The improved national targets are still a long way from a 1.5C pathway finds Caroline Bulolo

China Dialogue-Indonesia’s latest climate plan, released shortly before the COP27 climate talks, still involves coal and fails to align the country with a pathway that keeps global warming within 1.5C. However, a major foreign investment deal – the Just Energy Transition Partnership – subsequently announced at the G20 summit in Bali could accelerate the transition if the government put the right policies in place.

In its national climate plan, known as an enhanced nationally determined contribution (NDC), Indonesia has made only a slight change to the initial greenhouse gas targets it submitted following its ratification of the Paris Agreement in 2016. By 2030, the country will reduce emissions by 31.9% compared to a business-as-usual scenario, up on the 29% in the 2016 plan. If given appropriate international financial support, it will cut emissions by 43.2%, up from 41%.
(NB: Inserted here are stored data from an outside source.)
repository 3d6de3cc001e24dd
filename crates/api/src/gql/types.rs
// Shared GraphQL types live in `common`; domain types live next to their resolvers.
// This module re-exports both so resolvers can import from one place.

pub use crate::gql::common::types::{Gender, PaginatedResponse, PaginationInput, Role};
pub use crate::gql::scalars::RunTime;

pub use crate::gql::domains::age_categories::types::{AgeCategory, CreateAgeCategoryInput};
pub use crate::gql::domains::clubs::types::{
    Club, ClubWithMembers, CreateClubInput, UpdateClubInput,
};
pub use crate::gql::domains::competitions::types::{
    Competition, CompetitionFilterInput, CompetitionPerCategory, CreateCompetitionInput, Distance,
    DistanceInput, UpdateCompetitionInput,
};
pub use crate::gql::domains::persons::types::{
    CreatePersonInput, Person, Profile, UpdatePersonInput,
};
pub use crate::gql::domains::registrations::types::{
    Registration, RegistrationFilterInput, SignInToContestInput, UpdateRegistrationInput,
};
pub use crate::gql::domains::results::types::{
    ResultEntry, ResultRecordedEvent, RunTimeEntryInput,
};
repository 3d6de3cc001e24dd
use axum::{
    http::{
        header::{STRICT_TRANSPORT_SECURITY, X_CONTENT_TYPE_OPTIONS, X_FRAME_OPTIONS},
        HeaderValue,
    },
    Router,
};
use tower_http::set_header::SetResponseHeaderLayer;

const HSTS: &str = "max-age=31536000; includeSubDomains";

/// Adds clickjacking and MIME sniffing protection to every response,
/// and HSTS when the deployment runs behind HTTPS.
pub fn apply<S>(router: Router<S>, hsts: bool) -> Router<S>
where
    S: Clone + Send + Sync + 'static,
{
    let router = router
        .layer(SetResponseHeaderLayer::overriding(
            X_FRAME_OPTIONS,
            HeaderValue::from_static("DENY"),
        ))
        .layer(SetResponseHeaderLayer::overriding(
            X_CONTENT_TYPE_OPTIONS,
            HeaderValue::from_static("nosniff"),
        ));

    if hsts {
        router.layer(SetResponseHeaderLayer::overriding(
            STRICT_TRANSPORT_SECURITY,
            HeaderValue::from_static(HSTS),
        ))
    } else {
        router
    }
}
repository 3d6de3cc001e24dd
use uuid::Uuid;

use infra::models::{CompetitionPerCategoryRow, CompetitionRow, PersonRow, RegistrationRow};
use infra::repos::{
    age_categories, competition_per_categories, registrations, CreateRegistrationData,
    RunNumberChange,
};

use crate::gql::common::helpers::{get_competition, get_person};
use crate::gql::domains::age_categories::resolvers::no_category_for_age;
use crate::gql::domains::competitions::buckets::BUCKET_NOT_FOUND;
use crate::gql::error::{is_unique_violation, GqlError};
use crate::services::ResultsCache;

pub(crate) const REGISTRATION_EXISTS: &str = "This registration already exists";
const RUN_NUMBER_TAKEN: &str = "This run number is already used in this competition";

/// Parameters for signing a person up (parsed by the resolver).
pub struct SignInParams {
    pub person_id: Uuid,
    pub competition_id: Uuid,
    pub distance_name: String,
}

/// Finds the bucket matching the person's age on race day, their gender and the distance.
pub async fn resolve_bucket(
    pool: &sqlx::PgPool,
    person: &PersonRow,
    competition: &CompetitionRow,
    distance_name: &str,
) -> Result<CompetitionPerCategoryRow, GqlError> {
    let age = person.age_on(competition.date.date_naive());
    let category = age_categories::find_for_age(pool, age)
        .await?
        .ok_or_else(|| no_category_for_age(age))?;

    competition_per_categories::find_by_parameters(
        pool,
        category.id,
        distance_name.trim(),
        &person.gender,
        competition.id,
    )
    .await?
    .ok_or_else(|| GqlError::not_found(BUCKET_NOT_FOUND))
}

/// Register a person for a competition.
///
/// The caller (resolver) is responsible for:
/// - Authentication / authorization
/// - Cache invalidation
pub async fn sign_in_to_contest(
    pool: &sqlx::PgPool,
    params: SignInParams,
) -> Result<RegistrationRow, GqlError> {
    if registrations::exists_for_person(pool, params.person_id, params.competition_id).await? {
        return Err(GqlError::conflict(REGISTRATION_EXISTS));
    }

    let competition = get_competition(pool, params.competition_id).await?;
    if !competition.active {
        return Err(GqlError::invalid("This competition is not open for registration"));
    }

    let person = get_person(pool, params.person_id).await?;
    let bucket = resolve_bucket(pool, &person, &competition, &params.distance_name).await?;

    let data = CreateRegistrationData {
        person_id: person.id,
        competition_id: competition.id,
        competition_per_category_id: bucket.id,
    };
    // A concurrent sign-in for the same person loses on the unique constraint.
    let registration = registrations::create(pool, &data).await.map_err(|e| {
        if is_unique_violation(&e) {
            GqlError::conflict(REGISTRATION_EXISTS)
        } else {
            e.into()
        }
    })?;

    tracing::info!(
        registration_id = %registration.id,
        person_id = %person.id,
        competition_id = %competition.id,
        distance = %bucket.distance_name,
        "Registration created"
    );
    Ok(registration)
}

/// Interprets the run number argument: absent keeps it, -1 clears it.
pub fn run_number_change(run_number: Option<i32>) -> Result<RunNumberChange, GqlError> {
    match run_number {
        None => Ok(RunNumberChange::Keep),
        Some(-1) => Ok(RunNumberChange::Clear),
        Some(n) if (1..=i32::from(i16::MAX)).contains(&n) => Ok(RunNumberChange::Set(n as i16)),
        Some(n) => Err(GqlError::invalid(format!("Invalid run number: {n}"))),
    }
}

pub async fn update_registration(
    pool: &sqlx::PgPool,
    cache: &ResultsCache,
    id: Uuid,
    run_number: Option<i32>,
    paid: Option<bool>,
) -> Result<RegistrationRow, GqlError> {
    let change = run_number_change(run_number)?;
    let existing = registrations::get_by_id(pool, id)
        .await?
        .ok_or_else(|| GqlError::not_found("Registration not found"))?;

    if let RunNumberChange::Set(n) = change {
        if registrations::run_number_taken(pool, existing.competition_id, n, id).await? {
            return Err(GqlError::conflict(RUN_NUMBER_TAKEN));
        }
    }

    let updated = registrations::update(pool, id, change, paid)
        .await
        .map_err(|e| {
            if is_unique_violation(&e) {
                GqlError::conflict(RUN_NUMBER_TAKEN)
            } else {
                e.into()
            }
        })?
        .ok_or_else(|| GqlError::not_found("Registration not found"))?;

    if change != RunNumberChange::Keep {
        cache.invalidate_competition(updated.competition_id);
    }
    Ok(updated)
}

/// Moves a registration to the bucket of another distance in the same competition.
pub async fn change_distance(
    pool: &sqlx::PgPool,
    cache: &ResultsCache,
    registration: &RegistrationRow,
    distance_name: &str,
) -> Result<RegistrationRow, GqlError> {
    let (competition, person) = tokio::try_join!(
        get_competition(pool, registration.competition_id),
        get_person(pool, registration.person_id)
    )?;
    let bucket = resolve_bucket(pool, &person, &competition, distance_name).await?;

    let updated = registrations::set_bucket(pool, registration.id, bucket.id)
        .await?
        .ok_or_else(|| GqlError::not_found("Registration not found"))?;
    cache.invalidate_competition(updated.competition_id);

    tracing::info!(
        registration_id = %updated.id,
        distance = %bucket.distance_name,
        "Registration moved to another distance"
    );
    Ok(updated)
}
use chrono::{Duration, Utc};
use jsonwebtoken::{decode, encode, DecodingKey, EncodingKey, Header, Validation};
use serde::{Deserialize, Serialize};
use uuid::Uuid;

use crate::auth::AuthConfig;
use crate::error::AppError;

#[derive(Debug, Clone, Serialize, Deserialize)]
pub struct Claims {
    pub sub: String, // Person ID
    pub email: String,
    pub role: String,
    pub jti: String,
    pub iat: i64,
    pub exp: i64,
}

impl Claims {
    pub fn new(person_id: Uuid, email: String, role: String, expiration_minutes: u64) -> Self {
        let now = Utc::now();
        let exp = now + Duration::minutes(expiration_minutes as i64);

        Self {
            sub: person_id.to_string(),
            email,
            role,
            jti: Uuid::new_v4().to_string(),
            iat: now.timestamp(),
            exp: exp.timestamp(),
        }
    }

    pub fn person_id(&self) -> Result<Uuid, AppError> {
        Uuid::parse_str(&self.sub)
            .map_err(|_| AppError::Unauthorized("Invalid token subject".to_string()))
    }

    pub fn token_id(&self) -> Result<Uuid, AppError> {
        Uuid::parse_str(&self.jti)
            .map_err(|_| AppError::Unauthorized("Invalid token identifier".to_string()))
    }

    pub fn expires_at(&self) -> chrono::DateTime<Utc> {
        chrono::DateTime::from_timestamp(self.exp, 0).unwrap_or_else(Utc::now)
    }
}

#[derive(Clone)]
pub struct JwtService {
    encoding_key: EncodingKey,
    decoding_key: DecodingKey,
    expiration_minutes: u64,
}

impl JwtService {
    pub fn new(config: &AuthConfig) -> Self {
        let secret = config.jwt_secret.as_bytes();
        Self {
            encoding_key: EncodingKey::from_secret(secret),
            decoding_key: DecodingKey::from_secret(secret),
            expiration_minutes: config.access_token_expiration_minutes,
        }
    }

    pub fn create_token(
        &self,
        person_id: Uuid,
        email: String,
        role: String,
    ) -> Result<String, AppError> {
        let claims = Claims::new(person_id, email, role, self.expiration_minutes);
        self.encode(&claims)
    }

    pub fn encode(&self, claims: &Claims) -> Result<String, AppError> {
        encode(&Header::default(), claims, &self.encoding_key)
            .map_err(|e| AppError::Internal(e.to_string()))
    }

    pub fn verify_token(&self, token: &str) -> Result<Claims, AppError> {
        let token_data = decode::<Claims>(token, &self.decoding_key, &Validation::default())
            .map_err(|_| AppError::Unauthorized("Invalid or expired token".to_string()))?;

        Ok(token_data.claims)
    }
}
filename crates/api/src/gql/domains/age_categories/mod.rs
pub mod resolvers;
pub mod types;

pub use resolvers::{AgeCategoryMutation, AgeCategoryQuery};
use async_graphql::{InputValueError, InputValueResult, Scalar, ScalarType, Value};

/// Race time exchanged as `H:MM:SS[.mmm]`. Input also accepts a number of milliseconds.
#[derive(Clone, Copy, Debug, PartialEq, Eq)]
pub struct RunTime(pub infra::run_time::RunTime);

#[Scalar(name = "RunTime")]
impl ScalarType for RunTime {
    fn parse(value: Value) -> InputValueResult<Self> {
        match &value {
            Value::String(s) => s
                .parse::<infra::run_time::RunTime>()
                .map(RunTime)
                .map_err(InputValueError::custom),
            Value::Number(n) => {
                let millis = n
                    .as_i64()
                    .ok_or_else(|| InputValueError::custom("run time must be whole milliseconds"))?;
                infra::run_time::RunTime::try_from_millis(millis)
                    .map(RunTime)
                    .map_err(InputValueError::custom)
            }
            _ => Err(InputValueError::expected_type(value)),
        }
    }

    fn to_value(&self) -> Value {
        Value::String(self.0.to_string())
    }
}

impl From<infra::run_time::RunTime> for RunTime {
    fn from(value: infra::run_time::RunTime) -> Self {
        RunTime(value)
    }
}
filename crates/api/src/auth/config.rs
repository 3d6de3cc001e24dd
use anyhow::{Context, Result};
use std::env;

use crate::config::{env_flag, env_parse};

#[derive(Clone, Debug)]
pub struct AuthConfig {
    pub jwt_secret: String,
    pub access_token_expiration_minutes: u64,
    pub cookie_name: String,
    pub cookie_domain: Option<String>,
    pub cookie_secure: bool,
    pub password_reset_expiration_minutes: i64,
}

impl AuthConfig {
    pub fn from_env() -> Result<Self> {
        let jwt_secret = env::var("JWT_SECRET").context("JWT_SECRET must be set")?;
        if jwt_secret.trim().is_empty() {
            anyhow::bail!("JWT_SECRET must not be empty");
        }

        Ok(Self {
            jwt_secret,
            access_token_expiration_minutes: env_parse("ACCESS_TOKEN_EXPIRATION_MINUTES", 720),
            cookie_name: env::var("AUTH_COOKIE_NAME").unwrap_or_else(|_| "jwt".to_string()),
            cookie_domain: env::var("COOKIE_DOMAIN").ok().filter(|d| !d.is_empty()),
            cookie_secure: env_flag("COOKIE_SECURE", true),
            password_reset_expiration_minutes: env_parse("PASSWORD_RESET_EXPIRATION_MINUTES", 60),
        })
    }

    pub fn access_token_max_age_secs(&self) -> u64 {
        self.access_token_expiration_minutes * 60
    }
}
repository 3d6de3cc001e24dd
pub mod helpers;
pub mod types;
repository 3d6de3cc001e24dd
use bcrypt::{hash, verify, DEFAULT_COST};
use thiserror::Error;

pub const MIN_PASSWORD_LENGTH: usize = 8;

#[derive(Debug, Error, PartialEq, Eq)]
pub enum PasswordError {
    #[error("Password must be at least 8 characters long")]
    TooShort,
    #[error("Password must contain at least one letter and one digit")]
    TooWeak,
    #[error("Failed to hash password: {0}")]
    Hash(String),
}

pub struct PasswordService;

impl PasswordService {
    pub fn validate_strength(password: &str) -> Result<(), PasswordError> {
        if password.chars().count() < MIN_PASSWORD_LENGTH {
            return Err(PasswordError::TooShort);
        }
        let has_letter = password.chars().any(|c| c.is_alphabetic());
        let has_digit = password.chars().any(|c| c.is_ascii_digit());
        if !has_letter || !has_digit {
            return Err(PasswordError::TooWeak);
        }
        Ok(())
    }

    pub fn hash_password(password: &str) -> Result<String, PasswordError> {
        Self::hash_with_cost(password, DEFAULT_COST)
    }

    fn hash_with_cost(password: &str, cost: u32) -> Result<String, PasswordError> {
        hash(password, cost).map_err(|e| PasswordError::Hash(e.to_string()))
    }

    /// A malformed stored hash counts as a mismatch.
    pub fn verify_password(password: &str, password_hash: &str) -> bool {
        verify(password, password_hash).unwrap_or(false)
    }
}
The NDC provides no detail on phasing out the country’s coal power plants, which has been called for by environmentalists for years.

Critics say the plan is insufficient. According to an analysis by Climate Action Tracker, Indonesia’s unconditional reduction target should be set at 62% to meet the high-ambition 1.5C warming limit nations agreed to in the Paris Agreement.

However, the Just Energy Transition Partnership (JETP) is expected to mobilise US$20 billion in public and private financing over a period of three to five years, which could push Indonesia to achieve significant new targets and policies to reduce emissions, particularly in the power sector.

The JETP will allow Indonesia to move its power sector peaking date forward by approximately seven years, to 2030, reducing emissions by more than 300 megatons by that year and well above 2,000 megatons by 2060, compared to the current trajectory. The country’s net zero target can be moved forward by ten years, to 2050.

Indonesia will also be able to accelerate the deployment of renewable energy, which will account for at least 34% of total power generation by 2030, effectively doubling the target for total renewables installation over the course of this decade compared to current plans.

The investment is expected to move swiftly according to a written joint statement from Indonesia and its international partners. They will develop a “comprehensive investment plan” in the next six months.

Andri Prasetiyo, program manager at Trend Asia, said the JETP can push Indonesia’s energy transition but the government needs to issue concrete policies “immediately because at the moment we are still relying heavily on coal”.

Coal dominates

Indonesia’s enhanced NDC raises the target for reducing emissions from the energy sector to 358 million tonnes of CO2 equivalent (MTCO2e), up from the 314 MTCO2e in the updated” NDC that was submitted in 2021.

The reduction in emissions will be possible thanks to a higher target for renewable energy capacity: 20.9 GW, up from 7.4 GW in 2016. The plan also includes building rooftop solar in residential, commercial and industrial sectors, and a target of 15.1 million electric vehicles and 18.1 million electric stoves by 2030.